2.2 Know-How and Assistance. To enable PSF to benefit fully
from the license of the Coal Briquetting Technology, Covol shall provide access
to all relevant documentation, drawings, engineering specifications and other
know-how in its possession, reasonable access to its employees or agents who are
familiar with the Coal Briquetting Technology, and Improvements to the Coal
Briquetting Technology, as defined in Section 2.3, and shall provide such
technical advice with regard to the Coal Briquetting Technology as is reasonably
requested by PSF and relevant to the provisions of this Agreement.

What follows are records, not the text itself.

use rusqlite::{Connection, OptionalExtension};

use crate::errors::StoreError;

pub const BASE_SCHEMA_VERSION: i64 = 1;

struct MigrationStep {
    target_version: i64,
    statements: &'static [&'static str],
}

const MIGRATION_STEPS: &[MigrationStep] = &[MigrationStep {
    target_version: 2,
    statements: &["CREATE INDEX IF NOT EXISTS idx_triples_object ON store_triples(object)"],
}];

pub const SCHEMA_VERSION: i64 = BASE_SCHEMA_VERSION + MIGRATION_STEPS.len() as i64;

#[derive(Debug, Clone, PartialEq, Eq)]
pub struct MigrationReport {
    pub from_version: i64,
    pub to_version: i64,
    pub statements: Vec<&'static str>,
}

pub fn ensure_schema(conn: &Connection) -> Result<(), StoreError> {
    ensure_base_schema(conn)?;
    ensure_meta(conn)?;
    run_pending_migrations(conn)?;
    Ok(())
}

fn ensure_base_schema(conn: &Connection) -> Result<(), StoreError> {
    conn.execute_batch(
        r#"
        CREATE TABLE IF NOT EXISTS store_graphs (
            name TEXT PRIMARY KEY
        );
        CREATE TABLE IF NOT EXISTS store_triples (
            graph     TEXT NOT NULL,
            subject   TEXT NOT NULL,
            predicate TEXT NOT NULL,
            object    TEXT NOT NULL,
            PRIMARY KEY (graph, subject, predicate, object)
        );
        CREATE INDEX IF NOT EXISTS idx_triples_predicate ON store_triples(predicate);
        CREATE TABLE IF NOT EXISTS store_meta (
            id INTEGER PRIMARY KEY CHECK (id = 1),
            schema_version INTEGER NOT NULL
        );
        "#,
    )
    .map_err(|e| StoreError::schema(e.to_string()))
}

pub fn read_schema_version(conn: &Connection) -> Result<i64, StoreError> {
    conn.query_row(
        "SELECT schema_version FROM store_meta WHERE id=1",
        [],
        |row| row.get(0),
    )
    .map_err(|e| StoreError::schema(e.to_string()))
}

pub fn run_pending_migrations(conn: &Connection) -> Result<MigrationReport, StoreError> {
    let current = read_schema_version(conn)?;
    let mut statements: Vec<&'static str> = Vec::new();
    let mut target = current;
    for step in MIGRATION_STEPS {
        if step.target_version > current {
            target = step.target_version;
            statements.extend_from_slice(step.statements);
        }
    }
    if statements.is_empty() {
        return Ok(MigrationReport {
            from_version: current,
            to_version: current,
            statements,
        });
    }
    conn.execute("BEGIN IMMEDIATE", [])
        .map_err(|e| StoreError::schema(e.to_string()))?;
    let result: Result<(), StoreError> = (|| {
        for sql in statements.iter().copied() {
            conn.execute(sql, [])
                .map_err(|e| StoreError::schema(e.to_string()))?;
        }
        conn.execute(
            "UPDATE store_meta SET schema_version=?1 WHERE id=1",
            [target],
        )
        .map_err(|e| StoreError::schema(e.to_string()))?;
        Ok(())
    })();
    match result {
        Ok(()) => {
            conn.execute("COMMIT", [])
                .map_err(|e| StoreError::schema(e.to_string()))?;
        }
        Err(err) => {
            let _ = conn.execute("ROLLBACK", []);
            return Err(err);
        }
    }
    tracing::debug!(from = current, to = target, "applied schema migrations");
    Ok(MigrationReport {
        from_version: current,
        to_version: target,
        statements,
    })
}

fn ensure_meta(conn: &Connection) -> Result<(), StoreError> {
    let version: Option<i64> = conn
        .query_row(
            "SELECT schema_version FROM store_meta WHERE id=1",
            [],
            |row| row.get(0),
        )
        .optional()
        .map_err(|e| StoreError::schema(e.to_string()))?;
    match version {
        Some(existing) => {
            if existing > SCHEMA_VERSION {
                return Err(StoreError::schema(format!(
                    "database schema version {existing} is newer than supported {SCHEMA_VERSION}"
                )));
            }
        }
        None => {
            conn.execute(
                "INSERT INTO store_meta(id, schema_version) VALUES(1, ?1)",
                [BASE_SCHEMA_VERSION],
            )
            .map_err(|e| StoreError::schema(e.to_string()))?;
        }
    }
    Ok(())
}

#[cfg(test)]
mod tests {
    use super::*;

    #[test]
    fn test_fresh_database_reaches_current_version() {
        let conn = Connection::open_in_memory().unwrap();
        ensure_schema(&conn).unwrap();
        assert_eq!(read_schema_version(&conn).unwrap(), SCHEMA_VERSION);
    }

    #[test]
    fn test_ensure_schema_is_repeatable() {
        let conn = Connection::open_in_memory().unwrap();
        ensure_schema(&conn).unwrap();
        ensure_schema(&conn).unwrap();
        let report = run_pending_migrations(&conn).unwrap();
        assert_eq!(report.from_version, report.to_version);
        assert!(report.statements.is_empty());
    }

    #[test]
    fn test_newer_schema_is_rejected() {
        let conn = Connection::open_in_memory().unwrap();
        ensure_schema(&conn).unwrap();
        conn.execute(
            "UPDATE store_meta SET schema_version=?1 WHERE id=1",
            [SCHEMA_VERSION + 1],
        )
        .unwrap();
        let err = ensure_schema(&conn).unwrap_err();
        assert!(matches!(err, StoreError::Schema(_)));
    }
}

2.3 Improvements. Covol shall notify PSF of any improvements,
variations or modifications ("Improvements") made on or to the Coal Briquetting
Technology promptly after such Improvements are made by it. The term
"Improvements" shall include changes that reduce production costs, improve
performance, broaden applicability or increase marketability. Covol hereby
grants to PSF a license (such license to become exclusive in accordance with
Section 2.1 hereof) to utilize the Improvements made by it for Commercial Use,
including to make, have made, use, and sell or otherwise transfer products that
utilize any such Improvements subject to the terms of this Agreement. It is
mutually understood and agreed that all Improvements provided to PSF by Covol
shall remain the sole and exclusive property of Covol. This Agreement does not
contemplate any jointly developed Improvements. All rights to any jointly
developed Improvements shall be subject to the terms and conditions of a
separate written agreement between PSF and Covol entered into prior to
undertaking any joint development.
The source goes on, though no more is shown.